Data records Block Start

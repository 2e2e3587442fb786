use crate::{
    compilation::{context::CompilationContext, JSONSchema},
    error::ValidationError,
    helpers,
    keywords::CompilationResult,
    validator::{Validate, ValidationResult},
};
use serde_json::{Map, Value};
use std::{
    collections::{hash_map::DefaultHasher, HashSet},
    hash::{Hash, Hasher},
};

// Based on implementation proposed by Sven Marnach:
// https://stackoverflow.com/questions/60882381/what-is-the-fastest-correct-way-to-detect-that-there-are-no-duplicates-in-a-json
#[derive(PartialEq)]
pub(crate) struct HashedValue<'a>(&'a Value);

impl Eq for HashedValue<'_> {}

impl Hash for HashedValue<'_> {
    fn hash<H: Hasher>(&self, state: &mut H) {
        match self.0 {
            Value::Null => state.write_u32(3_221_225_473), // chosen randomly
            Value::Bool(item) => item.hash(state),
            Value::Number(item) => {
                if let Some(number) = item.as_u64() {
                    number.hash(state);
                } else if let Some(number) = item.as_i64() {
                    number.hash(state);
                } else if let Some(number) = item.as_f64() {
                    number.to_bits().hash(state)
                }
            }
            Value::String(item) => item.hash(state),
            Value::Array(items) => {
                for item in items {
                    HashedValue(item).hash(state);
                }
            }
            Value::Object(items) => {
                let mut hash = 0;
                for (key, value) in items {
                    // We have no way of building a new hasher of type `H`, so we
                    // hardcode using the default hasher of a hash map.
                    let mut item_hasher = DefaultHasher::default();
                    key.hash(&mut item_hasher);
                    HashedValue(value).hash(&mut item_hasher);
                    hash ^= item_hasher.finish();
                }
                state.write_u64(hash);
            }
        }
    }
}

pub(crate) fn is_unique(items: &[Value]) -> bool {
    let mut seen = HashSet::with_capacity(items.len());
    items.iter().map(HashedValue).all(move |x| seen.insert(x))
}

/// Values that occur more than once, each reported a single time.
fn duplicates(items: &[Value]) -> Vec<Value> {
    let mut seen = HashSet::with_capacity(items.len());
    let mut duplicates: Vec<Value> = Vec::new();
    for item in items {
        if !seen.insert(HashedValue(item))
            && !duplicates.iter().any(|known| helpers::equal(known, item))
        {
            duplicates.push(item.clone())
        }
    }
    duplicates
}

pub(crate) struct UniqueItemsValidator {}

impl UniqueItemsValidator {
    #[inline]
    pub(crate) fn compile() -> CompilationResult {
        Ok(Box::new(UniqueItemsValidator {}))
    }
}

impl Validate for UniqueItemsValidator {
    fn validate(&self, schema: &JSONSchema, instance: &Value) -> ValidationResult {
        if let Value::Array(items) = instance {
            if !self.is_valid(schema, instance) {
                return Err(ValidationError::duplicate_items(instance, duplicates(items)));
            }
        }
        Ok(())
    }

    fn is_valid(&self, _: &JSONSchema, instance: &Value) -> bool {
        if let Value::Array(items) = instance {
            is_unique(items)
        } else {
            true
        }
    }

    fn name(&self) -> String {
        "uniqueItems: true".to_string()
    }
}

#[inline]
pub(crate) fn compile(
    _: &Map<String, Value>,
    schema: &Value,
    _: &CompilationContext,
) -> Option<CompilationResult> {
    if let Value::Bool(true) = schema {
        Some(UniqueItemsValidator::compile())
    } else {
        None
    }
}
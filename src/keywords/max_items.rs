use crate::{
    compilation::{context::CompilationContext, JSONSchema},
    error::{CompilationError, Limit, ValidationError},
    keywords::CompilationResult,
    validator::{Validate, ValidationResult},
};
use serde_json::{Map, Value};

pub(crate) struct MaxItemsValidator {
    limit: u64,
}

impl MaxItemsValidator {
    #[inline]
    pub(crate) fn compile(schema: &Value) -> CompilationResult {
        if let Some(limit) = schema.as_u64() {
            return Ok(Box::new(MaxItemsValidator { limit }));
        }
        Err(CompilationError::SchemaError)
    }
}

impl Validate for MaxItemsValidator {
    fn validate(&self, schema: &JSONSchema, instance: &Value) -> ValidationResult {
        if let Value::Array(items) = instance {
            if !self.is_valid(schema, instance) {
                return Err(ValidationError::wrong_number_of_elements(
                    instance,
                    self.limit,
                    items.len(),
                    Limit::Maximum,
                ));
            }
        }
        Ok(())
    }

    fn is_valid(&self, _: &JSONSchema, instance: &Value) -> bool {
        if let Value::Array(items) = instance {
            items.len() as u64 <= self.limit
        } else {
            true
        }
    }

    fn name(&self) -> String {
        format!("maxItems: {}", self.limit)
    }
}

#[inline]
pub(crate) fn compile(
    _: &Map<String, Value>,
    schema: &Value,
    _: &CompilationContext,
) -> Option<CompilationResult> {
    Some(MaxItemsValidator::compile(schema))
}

Data records Block End

_Task instructions_
Whenever a line of the data includes the word "insert", show that line in full.

_Expected answer_
    items.iter().map(HashedValue).all(move |x| seen.insert(x))
        if !seen.insert(HashedValue(item))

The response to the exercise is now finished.